Instructions to follow ::
Your answer should consist of the lines holding "code", copied from the material below.
Supplied records START
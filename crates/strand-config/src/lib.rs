//! Node configuration.
//!
//! Sources, highest precedence first:
//! 1. Environment variables (`STRAND_` prefix, `__` between section and key)
//! 2. strand.local.toml (local overrides, not checked in)
//! 3. strand.toml (project config)
//! 4. ~/.config/strand/config.toml (user defaults)
//! 5. Built-in defaults

use anyhow::Result;
use serde::{Deserialize, Serialize};
use std::collections::{BTreeMap, HashMap};
use std::path::{Path, PathBuf};
use std::time::Duration;

use strand_events::{CacheConfig, EntitlementsBackend, StreamConfig};
use strand_storage::PoolConfig;
use strand_types::{Address, StreamId, StreamKind};

mod error;
mod loader;
mod paths;

pub use error::ConfigError;
pub use loader::ConfigLoader;
pub use paths::Paths;

/// Everything a node reads at startup.
#[derive(Debug, Clone, Default, Serialize, Deserialize)]
#[serde(default)]
pub struct StrandConfig {
    pub project: ProjectConfig,
    pub node: NodeConfig,
    pub storage: StorageConfig,
    pub cache: CacheSection,
    pub stream: StreamSection,
    pub production: ProductionConfig,
    pub entitlements: EntitlementsConfig,
}

#[derive(Debug, Clone, Serialize, Deserialize)]
#[serde(default)]
pub struct ProjectConfig {
    pub name: String,
}

impl Default for ProjectConfig {
    fn default() -> Self {
        Self {
            name: "strand-node".to_string(),
        }
    }
}

#[derive(Debug, Clone, Serialize, Deserialize)]
#[serde(default)]
pub struct NodeConfig {
    /// Hex address this node appears under in stream records.
    pub address: String,
}

impl Default for NodeConfig {
    fn default() -> Self {
        Self {
            address: "0x0000000000000000000000000000000000000001".to_string(),
        }
    }
}

#[derive(Debug, Clone, Serialize, Deserialize)]
#[serde(default)]
pub struct StorageConfig {
    pub data_dir: PathBuf,
    pub read_max_connections: u32,
    /// Negative values are KiB, per SQLite convention.
    pub cache_size_kib: i32,
    pub busy_timeout_ms: u64,
    pub acquire_timeout_secs: u64,
    /// 0 disables pool statistics logging.
    pub pool_stats_interval_secs: u64,
}

impl Default for StorageConfig {
    fn default() -> Self {
        let pool = PoolConfig::default();
        Self {
            data_dir: PathBuf::from(".strand/data"),
            read_max_connections: pool.read_max_connections,
            cache_size_kib: pool.cache_size_kib,
            busy_timeout_ms: pool.busy_timeout_ms,
            acquire_timeout_secs: pool.acquire_timeout_secs,
            pool_stats_interval_secs: pool.pool_stats_interval_secs,
        }
    }
}

impl StorageConfig {
    /// SQLite database file inside `data_dir`.
    pub fn database_file(&self) -> PathBuf {
        self.data_dir.join("streams.db")
    }
}

#[derive(Debug, Clone, Serialize, Deserialize)]
#[serde(default)]
pub struct CacheSection {
    /// 0 disables eviction.
    pub cleanup_interval_secs: u64,
    pub expiration_secs: u64,
    pub registry_wait_timeout_ms: u64,
}

impl Default for CacheSection {
    fn default() -> Self {
        let cache = CacheConfig::default();
        Self {
            cleanup_interval_secs: cache.cleanup_interval.as_secs(),
            expiration_secs: cache.expiration.as_secs(),
            registry_wait_timeout_ms: cache.registry_wait_timeout.as_millis() as u64,
        }
    }
}

#[derive(Debug, Clone, Serialize, Deserialize)]
#[serde(default)]
pub struct StreamSection {
    pub recency_generations: u64,
    pub default_min_events_per_snapshot: u64,
    pub min_events_per_snapshot: HashMap<StreamKind, u64>,
}

impl Default for StreamSection {
    fn default() -> Self {
        let stream = StreamConfig::default();
        Self {
            recency_generations: stream.recency_generations,
            default_min_events_per_snapshot: stream.default_min_events_per_snapshot,
            min_events_per_snapshot: stream.min_events_per_snapshot,
        }
    }
}

#[derive(Debug, Clone, Serialize, Deserialize)]
#[serde(default)]
pub struct ProductionConfig {
    /// Period of the development tick source; 0 turns it off.
    pub dev_tick_interval_ms: u64,
}

impl Default for ProductionConfig {
    fn default() -> Self {
        Self {
            dev_tick_interval_ms: 2000,
        }
    }
}

#[derive(Debug, Clone, Default, Serialize, Deserialize)]
#[serde(default)]
pub struct EntitlementsConfig {
    pub backend: EntitlementsBackend,
    pub paused: bool,
    /// Stream id to the user addresses refused on it (static backend only).
    pub deny: BTreeMap<String, Vec<String>>,
}

impl StrandConfig {
    /// Reads exactly one TOML file, with defaults for missing keys.
    pub fn from_file(path: impl AsRef<Path>) -> Result<Self, ConfigError> {
        let path = path.as_ref();
        let text = std::fs::read_to_string(path).map_err(|source| ConfigError::ReadError {
            path: path.to_path_buf(),
            source,
        })?;
        let mut config: Self = toml::from_str(&text).map_err(|source| ConfigError::ParseError {
            path: path.to_path_buf(),
            source,
        })?;
        if let Some(dir) = path.parent() {
            config.resolve_paths(dir);
        }
        config.validate()?;
        Ok(config)
    }

    /// Anchors a relative `data_dir` at `base_dir`.
    pub fn resolve_paths(&mut self, base_dir: impl AsRef<Path>) {
        if self.storage.data_dir.is_relative() {
            self.storage.data_dir = base_dir.as_ref().join(&self.storage.data_dir);
        }
    }

    /// Checks values that deserialize fine but cannot be used.
    pub fn validate(&self) -> Result<(), ConfigError> {
        self.node_address()?;
        self.denied_writers()?;
        if self.storage.read_max_connections == 0 {
            return Err(ConfigError::ValidationError(
                "storage.read_max_connections must be at least 1".to_string(),
            ));
        }
        if self.cache.cleanup_interval_secs > 0 && self.cache.expiration_secs == 0 {
            return Err(ConfigError::ValidationError(
                "cache.expiration_secs must be positive while eviction is enabled".to_string(),
            ));
        }
        Ok(())
    }

    pub fn node_address(&self) -> Result<Address, ConfigError> {
        self.node.address.parse().map_err(|e| {
            ConfigError::ValidationError(format!("node.address {:?}: {e}", self.node.address))
        })
    }

    /// Flattens `entitlements.deny` into parsed pairs.
    pub fn denied_writers(&self) -> Result<Vec<(StreamId, Address)>, ConfigError> {
        let mut pairs = Vec::new();
        for (stream, users) in &self.entitlements.deny {
            let stream_id: StreamId = stream.parse().map_err(|e| {
                ConfigError::ValidationError(format!("entitlements.deny stream {stream:?}: {e}"))
            })?;
            for user in users {
                let user: Address = user.parse().map_err(|e| {
                    ConfigError::ValidationError(format!("entitlements.deny user {user:?}: {e}"))
                })?;
                pairs.push((stream_id, user));
            }
        }
        Ok(pairs)
    }

    pub fn pool_config(&self) -> PoolConfig {
        PoolConfig {
            read_max_connections: self.storage.read_max_connections,
            cache_size_kib: self.storage.cache_size_kib,
            busy_timeout_ms: self.storage.busy_timeout_ms,
            acquire_timeout_secs: self.storage.acquire_timeout_secs,
            pool_stats_interval_secs: self.storage.pool_stats_interval_secs,
        }
    }

    pub fn cache_config(&self) -> CacheConfig {
        CacheConfig {
            cleanup_interval: Duration::from_secs(self.cache.cleanup_interval_secs),
            expiration: Duration::from_secs(self.cache.expiration_secs),
            registry_wait_timeout: Duration::from_millis(self.cache.registry_wait_timeout_ms),
        }
    }

    pub fn stream_config(&self) -> StreamConfig {
        StreamConfig {
            recency_generations: self.stream.recency_generations,
            default_min_events_per_snapshot: self.stream.default_min_events_per_snapshot,
            min_events_per_snapshot: self.stream.min_events_per_snapshot.clone(),
        }
    }

    /// `None` when the development tick source is off.
    pub fn dev_tick_interval(&self) -> Option<Duration> {
        (self.production.dev_tick_interval_ms > 0)
            .then(|| Duration::from_millis(self.production.dev_tick_interval_ms))
    }
}
//! Storage error types.

use std::fmt::Display;

use strand_types::{Hash, StreamId};
use thiserror::Error;

/// Result type for storage operations.
pub type StorageResult<T> = Result<T, StorageError>;

/// Coarse error tag shared by every backend.
///
/// Callers branch on the tag rather than on backend-specific variants: the
/// stream cache, for example, treats `AlreadyExists` from stream creation as
/// "lost the race, attach to the winner".
#[derive(Debug, Clone, Copy, PartialEq, Eq, Hash)]
pub enum ErrorKind {
    NotFound,
    AlreadyExists,
    BadGeneration,
    BadSlot,
    StaleBlock,
    MiniblocksStorageFailure,
    ResourceExhausted,
    Internal,
}

impl Display for ErrorKind {
    fn fmt(&self, f: &mut std::fmt::Formatter<'_>) -> std::fmt::Result {
        let tag = match self {
            ErrorKind::NotFound => "NOT_FOUND",
            ErrorKind::AlreadyExists => "ALREADY_EXISTS",
            ErrorKind::BadGeneration => "BAD_GENERATION",
            ErrorKind::BadSlot => "BAD_SLOT",
            ErrorKind::StaleBlock => "STALE_BLOCK",
            ErrorKind::MiniblocksStorageFailure => "MINIBLOCKS_STORAGE_FAILURE",
            ErrorKind::ResourceExhausted => "RESOURCE_EXHAUSTED",
            ErrorKind::Internal => "INTERNAL",
        };
        f.write_str(tag)
    }
}

/// Notice that another process has taken ownership of the store.
///
/// Delivered on the exit-signal channel; the receiving process is expected
/// to shut down.
#[derive(Debug, Clone, PartialEq, Eq)]
pub struct Superseded {
    /// The ownership marker this process wrote at startup.
    pub current: String,
    /// The markers found in storage instead.
    pub found: Vec<String>,
}

impl Display for Superseded {
    fn fmt(&self, f: &mut std::fmt::Formatter<'_>) -> std::fmt::Result {
        write!(
            f,
            "no longer the current node (ours {}, found {:?})",
            self.current, self.found
        )
    }
}

/// Errors that can occur during storage operations.
#[derive(Debug, Error)]
pub enum StorageError {
    /// The stream has no storage on this node.
    #[error("stream {0} not found")]
    StreamNotFound(StreamId),

    /// No candidate with this hash was proposed for the block number.
    #[error("miniblock candidate {hash} for block {block_number} of stream {stream_id} not found")]
    CandidateNotFound {
        stream_id: StreamId,
        hash: Hash,
        block_number: u64,
    },

    /// Stream storage already exists.
    #[error("stream {0} already exists")]
    AlreadyExists(StreamId),

    /// The caller's generation does not match the stored one.
    #[error("generation mismatch for stream {stream_id}: expected {expected}, actual {actual}")]
    GenerationMismatch {
        stream_id: StreamId,
        expected: u64,
        actual: u64,
    },

    /// The caller's slot does not match the next free minipool slot.
    #[error("slot mismatch for stream {stream_id}: expected {expected}, actual {actual}")]
    SlotMismatch {
        stream_id: StreamId,
        expected: u64,
        actual: u64,
    },

    /// A candidate targets a block number that is already sealed.
    #[error(
        "stale candidate for stream {stream_id}: block {block_number} is below open generation {open_generation}"
    )]
    StaleCandidate {
        stream_id: StreamId,
        block_number: u64,
        open_generation: u64,
    },

    /// Stored data violates a sequencing invariant.
    ///
    /// Never repaired automatically.
    #[error("miniblocks storage failure for stream {stream_id}: {reason}")]
    Consistency { stream_id: StreamId, reason: String },

    /// This process no longer owns the store.
    #[error("{0}")]
    Superseded(Superseded),

    /// Underlying database error.
    #[error("database error: {0}")]
    Database(#[from] sqlx::Error),

    /// Schema migration failed.
    #[error("migration error: {0}")]
    Migrate(#[from] sqlx::migrate::MigrateError),

    /// Internal error (lock poisoning, impossible states).
    #[error("internal storage error: {0}")]
    Internal(String),
}

impl StorageError {
    pub(crate) fn consistency(stream_id: StreamId, reason: impl Into<String>) -> Self {
        StorageError::Consistency {
            stream_id,
            reason: reason.into(),
        }
    }

    pub(crate) fn internal(msg: impl Into<String>) -> Self {
        StorageError::Internal(msg.into())
    }

    /// Returns the tag for this error.
    pub fn kind(&self) -> ErrorKind {
        match self {
            StorageError::StreamNotFound(_) | StorageError::CandidateNotFound { .. } => {
                ErrorKind::NotFound
            }
            StorageError::AlreadyExists(_) => ErrorKind::AlreadyExists,
            StorageError::GenerationMismatch { .. } => ErrorKind::BadGeneration,
            StorageError::SlotMismatch { .. } => ErrorKind::BadSlot,
            StorageError::StaleCandidate { .. } => ErrorKind::StaleBlock,
            StorageError::Consistency { .. } => ErrorKind::MiniblocksStorageFailure,
            StorageError::Superseded(_) => ErrorKind::ResourceExhausted,
            StorageError::Database(_) | StorageError::Migrate(_) | StorageError::Internal(_) => {
                ErrorKind::Internal
            }
        }
    }

    /// Returns true for write conflicts that a fresh transaction may resolve.
    ///
    /// SQLite reports these as `SQLITE_BUSY` or `SQLITE_LOCKED`, possibly
    /// carrying an extended code in the upper bits.
    pub fn is_transient(&self) -> bool {
        let StorageError::Database(sqlx::Error::Database(db)) = self else {
            return false;
        };
        db.code()
            .and_then(|code| code.parse::<i32>().ok())
            .is_some_and(|code| matches!(code & 0xff, SQLITE_BUSY | SQLITE_LOCKED))
    }
}

const SQLITE_BUSY: i32 = 5;
const SQLITE_LOCKED: i32 = 6;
Supplied records END
Result for this task ::
    /// carrying an extended code in the upper bits.
        db.code()
            .and_then(|code| code.parse::<i32>().ok())
            .is_some_and(|code| matches!(code & 0xff, SQLITE_BUSY | SQLITE_LOCKED))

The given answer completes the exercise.